Dopo l'assemblea tenutasi presso la S.R.M.S. della Nave a Rovezzano - promossa dal Consi­glio del circolo medesimo e dal gruppo di inva­lidi del L.I.N.A.R. - nella quale sono emersi con­crete proposte che inseriscono una categoria di cittadini nella lotta contro lo sfruttamento e per l'emancipazione, ci sembra opportuno e giusto che quanto segue sia portato a conoscenza di tutti i lavoratori e di tutti coloro che sono inte­ressati a collaborare in questa direzione.

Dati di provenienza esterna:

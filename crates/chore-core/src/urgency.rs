//! Urgency tiers used to order and group tasks for display.

use chrono::NaiveDate;
use serde::Serialize;
use std::fmt;

use crate::models::Task;

/// Ordinal urgency bucket. Declaration order is the sort order.
#[derive(Debug, Clone, Copy, PartialEq, Eq, PartialOrd, Ord, Hash, Serialize)]
#[serde(rename_all = "kebab-case")]
pub enum UrgencyTier {
    Overdue,
    DueToday,
    DueSoon,
    DueThisWeek,
    Future,
}

impl UrgencyTier {
    pub const ALL: [UrgencyTier; 5] = [
        UrgencyTier::Overdue,
        UrgencyTier::DueToday,
        UrgencyTier::DueSoon,
        UrgencyTier::DueThisWeek,
        UrgencyTier::Future,
    ];

    /// Heading shown above a section of `count` tasks.
    pub fn section_label(self, count: usize) -> String {
        let noun = if count == 1 { "task" } else { "tasks" };
        match self {
            UrgencyTier::Overdue => format!("{count} {noun} overdue. Let's get these done!"),
            UrgencyTier::DueToday => format!("{count} {noun} due today. Make sure you check them off!"),
            UrgencyTier::DueSoon => format!("{count} {noun} due in the next 3 days. Stay on top of them!"),
            UrgencyTier::DueThisWeek => format!("{count} {noun} due this week. Make sure you check them off!"),
            UrgencyTier::Future => format!("{count} {noun} upcoming. You've got time!"),
        }
    }
}

impl fmt::Display for UrgencyTier {
    fn fmt(&self, f: &mut fmt::Formatter<'_>) -> fmt::Result {
        match self {
            UrgencyTier::Overdue => write!(f, "overdue"),
            UrgencyTier::DueToday => write!(f, "due today"),
            UrgencyTier::DueSoon => write!(f, "due soon"),
            UrgencyTier::DueThisWeek => write!(f, "due this week"),
            UrgencyTier::Future => write!(f, "future"),
        }
    }
}

/// Whole calendar days from `today` to `due`; negative when overdue.
pub fn days_until(due: NaiveDate, today: NaiveDate) -> i64 {
    (due - today).num_days()
}

pub fn classify(due: NaiveDate, today: NaiveDate) -> UrgencyTier {
    match days_until(due, today) {
        d if d < 0 => UrgencyTier::Overdue,
        0 => UrgencyTier::DueToday,
        1..=3 => UrgencyTier::DueSoon,
        4..=7 => UrgencyTier::DueThisWeek,
        _ => UrgencyTier::Future,
    }
}

/// Ordering key for urgency: tier first, then due date.
pub fn urgency_key(task: &Task, today: NaiveDate) -> (UrgencyTier, NaiveDate) {
    (classify(task.next_due, today), task.next_due)
}

/// Sorts by tier, then by due date. Stable: equal keys keep their input order.
pub fn sort_by_urgency(tasks: &mut [Task], today: NaiveDate) {
    tasks.sort_by_key(|task| urgency_key(task, today));
}

#[derive(Debug, Clone)]
pub struct AgendaSection {
    pub tier: UrgencyTier,
    pub tasks: Vec<Task>,
}

/// Tasks split into the five urgency sections, each sorted.
#[derive(Debug, Clone)]
pub struct Agenda {
    today: NaiveDate,
    sections: Vec<AgendaSection>,
}

impl Agenda {
    pub fn today(&self) -> NaiveDate {
        self.today
    }

    /// Non-empty sections in tier order.
    pub fn sections(&self) -> impl Iterator<Item = &AgendaSection> {
        self.sections.iter().filter(|section| !section.tasks.is_empty())
    }

    pub fn section(&self, tier: UrgencyTier) -> &[Task] {
        self.sections
            .iter()
            .find(|section| section.tier == tier)
            .map(|section| section.tasks.as_slice())
            .unwrap_or(&[])
    }

    pub fn len(&self) -> usize {
        self.sections.iter().map(|section| section.tasks.len()).sum()
    }

    pub fn is_empty(&self) -> bool {
        self.len() == 0
    }
}

pub fn group_by_urgency(mut tasks: Vec<Task>, today: NaiveDate) -> Agenda {
    sort_by_urgency(&mut tasks, today);

    let mut sections: Vec<AgendaSection> = UrgencyTier::ALL
        .iter()
        .map(|&tier| AgendaSection { tier, tasks: Vec::new() })
        .collect();
    for task in tasks {
        let tier = classify(task.next_due, today);
        sections[tier as usize].tasks.push(task);
    }

    Agenda { today, sections }
}
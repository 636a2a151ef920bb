use anyhow::{anyhow, Result};
use chore_core::error::CoreError;
use chore_core::recurrence::preview_due_dates;
use chore_core::store::{Store, TaskStore};
use chore_core::timezone::today_in;
use chore_core::tracker::Tracker;
use chrono_tz::Tz;

use crate::cli::PreviewCommand;
use crate::util::resolve_task_id;
use crate::views::table::display_preview;

pub async fn preview_task<S: Store>(tracker: &Tracker<S>, command: PreviewCommand, tz: Tz) -> Result<()> {
    let task_id = resolve_task_id(tracker.store(), &command.id).await?;
    let task = tracker
        .store()
        .find(task_id)
        .await?
        .ok_or_else(|| anyhow!(CoreError::NotFound(task_id.to_string())))?;

    let later = preview_due_dates(&task.rule, task.next_due, (command.count - 1) as usize);
    display_preview(&task, &later, today_in(tz));
    Ok(())
}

«L'intervento che sto per fare, lo faccio a nome dell'assemblea degli operai, del Consiglio di fabbrica e della delegazione che stasera è qui presente in rappresentanza di tutti gli operai ed impiegati del Calzaturificio CO.AR di Figline Val­darno.

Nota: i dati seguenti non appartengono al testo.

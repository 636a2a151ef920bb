use crate::error::CoreError;
use chrono::{DateTime, NaiveDate, Utc};
use chrono_tz::Tz;
use std::str::FromStr;

/// Parse an IANA timezone name
pub fn validate_timezone(timezone: &str) -> Result<Tz, CoreError> {
    Tz::from_str(timezone)
        .map_err(|_| CoreError::InvalidTimezone(timezone.to_string()))
}

/// The current instant in `tz`; completions are stamped with this
pub fn now_in(tz: Tz) -> DateTime<Tz> {
    Utc::now().with_timezone(&tz)
}

/// The local calendar day in `tz`, used as "today" for urgency
pub fn today_in(tz: Tz) -> NaiveDate {
    local_day(Utc::now(), tz)
}

/// Calendar day of `instant` as seen from `tz`
pub fn local_day(instant: DateTime<Utc>, tz: Tz) -> NaiveDate {
    instant.with_timezone(&tz).date_naive()
}
use anyhow::{anyhow, Result};
use chore_core::error::CoreError;
use chore_core::format::{describe_due, describe_rule};
use chore_core::models::NewTask;
use chore_core::store::Store;
use chore_core::templates::find_template;
use chore_core::timezone::now_in;
use chore_core::tracker::Tracker;
use chrono_tz::Tz;
use owo_colors::{OwoColorize, Style};

use crate::cli::AddCommand;
use crate::config::Config;
use crate::parser::{build_rule, parse_due_date};
use crate::util::short_id;

const DEFAULT_CATEGORY: &str = "General";

pub async fn add_task<S: Store>(
    tracker: &Tracker<S>,
    command: AddCommand,
    config: &Config,
    tz: Tz,
) -> Result<()> {
    let now = now_in(tz);
    let due = command.due.as_deref().map(|d| parse_due_date(d, now)).transpose()?;
    let rule = build_rule(&command.rule)?;

    let mut data = match command.template.as_deref() {
        Some(template_id) => find_template(template_id)
            .ok_or_else(|| anyhow!(CoreError::NotFound(format!("template '{}'", template_id))))?
            .instantiate(),
        None => NewTask {
            name: command.name.unwrap_or_default(),
            category: DEFAULT_CATEGORY.to_string(),
            domain: config.default_domain.unwrap_or_default(),
            ..Default::default()
        },
    };

    if let Some(category) = command.category {
        data.category = category;
    }
    if let Some(domain) = command.domain {
        data.domain = domain;
    }
    if let Some(rule) = rule {
        data.rule = rule;
    }
    if command.cost.is_some() {
        data.cost = command.cost;
    }
    if command.notes.is_some() {
        data.notes = command.notes;
    }
    if command.description.is_some() {
        data.description = command.description;
    }
    data.due = due;

    let task = tracker.add_task(data, &now).await?;

    let success_style = Style::new().green().bold();
    let info_style = Style::new().blue();
    println!(
        "{} Added task: {}",
        "✓".style(success_style),
        task.name.bright_white().bold()
    );
    println!("  {} Task ID: {}", "→".style(info_style), short_id(&task.id).yellow());
    println!("  {} Repeats: {}", "→".style(info_style), describe_rule(&task.rule));
    println!(
        "  {} Next due: {} ({})",
        "→".style(info_style),
        describe_due(task.next_due, now.date_naive()),
        task.next_due
    );

    Ok(())
}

«Come noi sappiamo, il Gruppo invalidi e il Comitato di quartiere della Nave a Rovezzano con molti sacrifici hanno organizzato un labora­torio. Questi compagni non possono assolvere a tutti gli impegni che tale laboratorio comporta, come ad esempio quello di trovare un lavoro re­tribuito con giustizia. Qui rientra l'impegno da parte nostra di appoggiare questa iniziativa in qualsiasi forma e maniera, mettendo in condizio­ni questo gruppo di cittadini di lavorare e gua­dagnarsi la loro giornata. La loro aspirazione fon­damentale, secondo noi, è quella di inserirsi sia sul piano produttivo, sia sul piano sociale, rifiu­tando il paternalismo che di solito ricevevano sotto forma di carità dalle forze religiose e dai privati, paternalismo che toglieva loro la dignità di uomini.

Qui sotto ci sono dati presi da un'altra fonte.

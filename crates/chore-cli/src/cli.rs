use chore_core::models::{CustomUnit, Domain};
use clap::{Parser, Subcommand, ValueEnum};

/// Keep track of recurring chores, car and pet care, and bills
#[derive(Parser, Debug)]
#[command(author, version, about, long_about = None)]
pub struct Cli {
    #[command(subcommand)]
    pub command: Commands,
}

#[derive(Subcommand, Debug, Clone)]
pub enum Commands {
    /// Add the default tasks for one or more domains to an empty tracker
    Init(InitCommand),
    /// Add a task, from a template or from scratch
    Add(AddCommand),
    /// Show tasks grouped by urgency
    List(ListCommand),
    /// Show every task grouped by category
    All(ListCommand),
    /// Mark a task as done and schedule its next occurrence
    Done(TaskIdCommand),
    /// Push a task's due date back by one day
    Snooze(TaskIdCommand),
    /// Edit a task
    Edit(EditCommand),
    /// Delete a task
    Delete(DeleteCommand),
    /// Show completion history
    History(HistoryCommand),
    /// List the built-in templates
    Templates(TemplatesCommand),
    /// Show the next due dates a task would get if completed on time
    Preview(PreviewCommand),
}

#[derive(Parser, Debug, Clone)]
pub struct InitCommand {
    /// Domains to seed; all of them when omitted
    #[arg(value_parser = parse_domain)]
    pub domains: Vec<Domain>,
}

/// How often a task repeats
#[derive(ValueEnum, Debug, Clone, Copy, PartialEq, Eq)]
pub enum Every {
    Daily,
    Weekly,
    Monthly,
    Yearly,
    Custom,
}

impl Every {
    pub fn as_str(self) -> &'static str {
        match self {
            Every::Daily => "daily",
            Every::Weekly => "weekly",
            Every::Monthly => "monthly",
            Every::Yearly => "yearly",
            Every::Custom => "custom",
        }
    }
}

/// Recurrence flags shared by `add` and `edit`
#[derive(clap::Args, Debug, Clone, Default)]
pub struct RuleArgs {
    /// Frequency of the task
    #[arg(long, value_enum)]
    pub every: Option<Every>,
    /// Repeat every N periods
    #[arg(long, value_parser = clap::value_parser!(u32).range(1..), requires = "every")]
    pub interval: Option<u32>,
    /// Weekday for weekly tasks (mon..sun or 0-6, Sunday = 0)
    #[arg(long, requires = "every")]
    pub on: Option<String>,
    /// Day of the month for monthly tasks (1-31; short months use their last day)
    #[arg(long, requires = "every")]
    pub day: Option<u32>,
    /// Unit for custom tasks
    #[arg(long, value_parser = parse_unit, requires = "every")]
    pub unit: Option<CustomUnit>,
}

#[derive(Parser, Debug, Clone)]
pub struct AddCommand {
    /// The name of the task
    #[arg(required_unless_present = "template", conflicts_with = "template")]
    pub name: Option<String>,
    /// Create the task from a built-in template (see `chore templates`)
    #[arg(short, long)]
    pub template: Option<String>,
    /// Category shown in the `all` view
    #[arg(short, long)]
    pub category: Option<String>,
    /// Domain of the task (home, car, pet, life)
    #[arg(long, value_parser = parse_domain)]
    pub domain: Option<Domain>,
    #[command(flatten)]
    pub rule: RuleArgs,
    /// Expected cost per occurrence
    #[arg(long)]
    pub cost: Option<f64>,
    #[arg(long)]
    pub notes: Option<String>,
    #[arg(long)]
    pub description: Option<String>,
    /// First due date instead of the computed one (e.g. "2025-07-01", "next friday")
    #[arg(short, long)]
    pub due: Option<String>,
}

#[derive(Parser, Debug, Clone)]
pub struct EditCommand {
    /// The ID of the task to edit
    pub id: String,

    #[arg(long)]
    pub name: Option<String>,

    #[arg(long)]
    pub category: Option<String>,

    #[arg(long, value_parser = parse_domain)]
    pub domain: Option<Domain>,

    #[arg(long)]
    pub description: Option<String>,
    #[arg(long, conflicts_with = "description")]
    pub description_clear: bool,

    #[arg(long)]
    pub notes: Option<String>,
    #[arg(long, conflicts_with = "notes")]
    pub notes_clear: bool,

    #[arg(long)]
    pub cost: Option<f64>,
    #[arg(long, conflicts_with = "cost")]
    pub cost_clear: bool,

    #[command(flatten)]
    pub rule: RuleArgs,

    /// Set the next due date directly
    #[arg(short, long)]
    pub due: Option<String>,
}

#[derive(Parser, Debug, Clone)]
pub struct TaskIdCommand {
    /// The ID (or unique ID prefix) of the task
    pub id: String,
}

#[derive(Parser, Debug, Clone)]
pub struct DeleteCommand {
    /// The ID of the task to delete
    pub id: String,
    /// Force deletion without confirmation
    #[arg(short, long)]
    pub force: bool,
}

#[derive(Parser, Debug, Clone)]
pub struct ListCommand {
    /// Only show one domain; defaults to `default_domain` from the config
    #[arg(long, value_parser = parse_domain)]
    pub domain: Option<Domain>,
    /// Show every domain, ignoring `default_domain`
    #[arg(long, conflicts_with = "domain")]
    pub everything: bool,
    /// Print JSON instead of a table
    #[arg(long)]
    pub json: bool,
}

#[derive(Parser, Debug, Clone)]
pub struct HistoryCommand {
    #[arg(long, value_parser = parse_domain)]
    pub domain: Option<Domain>,
    /// Show at most N entries
    #[arg(short = 'n', long)]
    pub limit: Option<usize>,
}

#[derive(Parser, Debug, Clone)]
pub struct TemplatesCommand {
    #[arg(long, value_parser = parse_domain)]
    pub domain: Option<Domain>,
}

#[derive(Parser, Debug, Clone)]
pub struct PreviewCommand {
    /// The ID of the task
    pub id: String,
    /// Number of due dates to show
    #[arg(short = 'n', long, default_value_t = 5, value_parser = clap::value_parser!(u32).range(1..))]
    pub count: u32,
}

fn parse_domain(value: &str) -> Result<Domain, String> {
    value.parse().map_err(|e: chore_core::models::ParseDomainError| e.to_string())
}

fn parse_unit(value: &str) -> Result<CustomUnit, String> {
    value.parse().map_err(|e: chore_core::models::ParseCustomUnitError| e.to_string())
}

«La maggiore responsabilità di questo stato di cose ricade sulla società nella quale viviamo, perché oltre a creare cittadini di serie A e di serie B, essa ha creato una divisione anche nello stesso mondo del lavoro, del quale noi tutti fac­ciamo parte. L'impegno nostro è quello di col­mare gli squilibri che la “società” e il “capi­tale” hanno creato, poiché siamo tutti cittadini italiani con gli stessi diritti.

«Noi siamo presenti a questa assemblea, ol­tre che per esprimere il nostro parere su queste ingiustizie sociali, anche perché la fabbrica dove lavoriamo ha una struttura produttiva che le per­mette di dare il lavoro anche all'esterno, ed il nostro impegno è far sì che una parte di questo lavoro sia assegnato a questo laboratorio e que­sto con una giusta retribuzione uguale al costo effettivo che incide all'interno della fabbrica, tra costo manodopera e contributi assicurativi.

«Già in passato gli invalidi si sono interes­sati ai nostri problemi, hanno partecipato alle nostre lotte intervenendo alle manifestazioni, mentre da parte nostra non vi è stato l'interes­samento sufficiente per farci capire che si com­batte per obiettivi comuni, cioè contro lo sfrut­tamento che questa società ha perpetrato e sta perpetrando anche ora che lottiamo per il rag­giungimento delle riforme. Questa iniziativa deve vedere impegnate tutte le delegazioni qui pre­senti, oltre che a dare un contributo al dibattito, anche a portare tutti questi problemi all'interno di ogni fabbrica, discutendoli nelle assemblee, in modo da dare una continuità a questa iniziativa per poter giungere ad una conclusione positiva. Oltre a questo, sempre per dare una maggiore continuità all'iniziativa, bisogna creare degli or­ganismi per un coordinamento più generale nelle future iniziative da prendere, in modo da poter investire un più largo strato sociale di popola­zione. Fondamentale, secondo noi, è che da parte delle delegazioni qui presenti, ci sia un impegno per fare ordini del giorno da inviare alle tre Organizzazioni sindacali di categoria ed alle ri­spettive segreterie, così che vi sia una certa mo­bilitazione di massa per questo problema.

«Affinché tale iniziativa abbia risultati posi­tivi, e perché essa abbia un seguito ed una con­tinuità, le autorità competenti devono finanziare in misura sufficiente questa iniziativa, dando tali mezzi al Comitato di quartiere. A giudizio nostro, gli invalidi dovranno avere una preparazione pro­fessionale per potergli permettere di inserirsi con più facilità nei processi produttivi. Anche per questo, oltre che per i problemi finanziari, devono essere investite le autorità competenti che secondo noi sono: il comune, la provincia, la regione.

«Concludendo ringraziamo il Gruppo invalidi e la Società Ricreativa Mutuo Soccorso Nave a Rovezzano di averci invitato a questa assem­blea».

 

Consiglio di Fabbrica Calzaturificio CO.AR.

 

 

 

(1) Soc. Ricreativa Mutuo Soccorso Nave a Rovezzano (Firenze).